ムン閣下の「非核化への包括的アプローチ」とは
「【ソウル時事】韓国の文在寅大統領が25日、平昌冬季五輪の閉会式出席のため訪韓した金英哲朝鮮労働党副委員長ら北朝鮮高官代表団との会談で、朝鮮半島の非核化を実現する必要性を強調したことが分かった。

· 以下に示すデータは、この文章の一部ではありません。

//! Human-readable descriptions of outstanding review requirements.

/// Join items as an English list with an Oxford comma.
///
/// `["a"]` gives `a`, `["a", "b"]` gives `a and b`, and
/// `["a", "b", "c"]` gives `a, b, and c`.
pub fn format_comma_separated_list<S: AsRef<str>>(items: &[S]) -> String {
    match items {
        [] => String::new(),
        [only] => only.as_ref().to_string(),
        [first, second] => format!("{} and {}", first.as_ref(), second.as_ref()),
        [rest @ .., last] => {
            let rest: Vec<&str> = rest.iter().map(|item| item.as_ref()).collect();
            format!("{}, and {}", rest.join(", "), last.as_ref())
        }
    }
}

/// Describe who still has to review: an anonymous count plus named people.
///
/// Returns `nobody` when there is nothing outstanding.
pub fn format_missing_approvals<S: AsRef<str>>(count: u32, people: &[S]) -> String {
    let mut requirements = Vec::with_capacity(people.len() + 1);

    if count != 0 {
        let noun = if count == 1 { "owner" } else { "owners" };
        requirements.push(format!("at least {} additional code {}", count, noun));
    }

    requirements.extend(people.iter().map(|p| p.as_ref().to_string()));

    if requirements.is_empty() {
        return "nobody".to_string();
    }

    format_comma_separated_list(&requirements)
}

韓国大統領府当局者が26日、記者団に明らかにした。
詳しい発言内容は公表されていないが、聯合ニュースなど複数の韓国メディアによると、非核化に向けた具体的なロードマップ(行程表)にも言及した。
文大統領はこれまでに、北朝鮮の核・ミサイル活動の凍結を当面の目標とし、第2段階として完全放棄を目指す「段階的、包括的アプローチ」を打ち出しており、この2段階構想を説明したとみられる」
(時事2月25日)
https://www.jiji.com/jc/article?k=2018022600304&g=prk
平昌オリンピックスタジアムの平昌冬季五輪の閉会式文在寅(ムン・ジェイン)大統領(中央左)、イヴァンカ・トランプ大統領補佐官(中央右)、北朝鮮朝鮮労働党の金英哲(キム・ヨンチョル)中央委員会副委員長(後列右)2018年2月25日AFP/WANG Zhao http://www.afpbb.com/articles/-/3164056
やれやれ、大騒ぎして制裁破りのキム・ヨジョンや、キム・ヨンチョルがきたり、はたまた美女軍団とやらが来たにしては、なんともしまらないムンの北朝鮮への「新提案」です。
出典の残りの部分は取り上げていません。